DATA SHOWN below:

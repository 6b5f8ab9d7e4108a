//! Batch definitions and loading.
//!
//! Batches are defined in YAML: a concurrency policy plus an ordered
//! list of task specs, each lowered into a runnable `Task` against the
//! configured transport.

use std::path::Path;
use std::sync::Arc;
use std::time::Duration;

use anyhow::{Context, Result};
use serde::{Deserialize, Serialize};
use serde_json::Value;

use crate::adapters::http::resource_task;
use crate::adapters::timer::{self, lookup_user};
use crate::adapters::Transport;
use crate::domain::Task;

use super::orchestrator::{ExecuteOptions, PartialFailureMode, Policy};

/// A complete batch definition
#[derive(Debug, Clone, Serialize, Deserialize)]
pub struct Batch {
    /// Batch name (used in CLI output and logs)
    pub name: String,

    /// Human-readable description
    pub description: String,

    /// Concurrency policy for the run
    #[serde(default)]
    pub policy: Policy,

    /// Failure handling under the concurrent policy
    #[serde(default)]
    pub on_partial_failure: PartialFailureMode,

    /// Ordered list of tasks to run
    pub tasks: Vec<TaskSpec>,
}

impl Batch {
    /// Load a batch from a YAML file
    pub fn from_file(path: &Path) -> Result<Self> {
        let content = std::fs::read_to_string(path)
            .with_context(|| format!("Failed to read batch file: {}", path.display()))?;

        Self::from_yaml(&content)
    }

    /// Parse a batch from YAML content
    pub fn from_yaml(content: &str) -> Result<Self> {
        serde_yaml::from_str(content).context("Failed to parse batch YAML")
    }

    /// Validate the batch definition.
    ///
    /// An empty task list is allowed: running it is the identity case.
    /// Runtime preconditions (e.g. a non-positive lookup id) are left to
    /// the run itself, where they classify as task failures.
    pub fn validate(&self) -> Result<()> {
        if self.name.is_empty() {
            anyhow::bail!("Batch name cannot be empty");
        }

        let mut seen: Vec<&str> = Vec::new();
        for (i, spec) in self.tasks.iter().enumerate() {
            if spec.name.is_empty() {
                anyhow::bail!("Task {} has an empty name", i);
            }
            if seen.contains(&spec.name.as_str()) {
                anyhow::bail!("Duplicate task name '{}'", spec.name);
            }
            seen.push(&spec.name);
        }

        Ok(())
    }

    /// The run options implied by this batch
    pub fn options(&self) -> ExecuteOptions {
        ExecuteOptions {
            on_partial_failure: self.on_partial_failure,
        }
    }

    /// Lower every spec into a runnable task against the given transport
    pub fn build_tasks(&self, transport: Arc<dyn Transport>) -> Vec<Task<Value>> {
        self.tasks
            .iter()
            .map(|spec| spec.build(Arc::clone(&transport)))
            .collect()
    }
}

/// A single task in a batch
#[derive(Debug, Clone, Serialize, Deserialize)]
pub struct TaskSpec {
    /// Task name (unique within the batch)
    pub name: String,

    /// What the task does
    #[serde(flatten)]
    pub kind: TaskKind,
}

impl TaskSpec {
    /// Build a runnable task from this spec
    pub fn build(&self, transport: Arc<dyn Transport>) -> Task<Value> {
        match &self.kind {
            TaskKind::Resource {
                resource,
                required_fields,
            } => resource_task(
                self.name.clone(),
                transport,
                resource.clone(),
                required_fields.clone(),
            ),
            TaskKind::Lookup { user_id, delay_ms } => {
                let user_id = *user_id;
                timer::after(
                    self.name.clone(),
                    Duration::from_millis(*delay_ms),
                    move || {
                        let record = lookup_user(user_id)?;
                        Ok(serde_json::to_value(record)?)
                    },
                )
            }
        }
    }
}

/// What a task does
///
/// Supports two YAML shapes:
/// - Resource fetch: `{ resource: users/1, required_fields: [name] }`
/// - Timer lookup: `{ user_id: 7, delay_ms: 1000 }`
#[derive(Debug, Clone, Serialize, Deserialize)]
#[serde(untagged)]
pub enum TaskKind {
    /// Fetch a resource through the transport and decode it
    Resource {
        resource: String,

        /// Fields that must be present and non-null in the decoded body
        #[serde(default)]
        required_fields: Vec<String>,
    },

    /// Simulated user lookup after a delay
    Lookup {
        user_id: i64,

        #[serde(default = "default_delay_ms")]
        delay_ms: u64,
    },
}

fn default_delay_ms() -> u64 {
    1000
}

End of DATA SHOWN.

→ WORK ORDER: Taking the material above, say how many lines have "path" in them, and give no other output.

→ YOUR SOLUTION: 4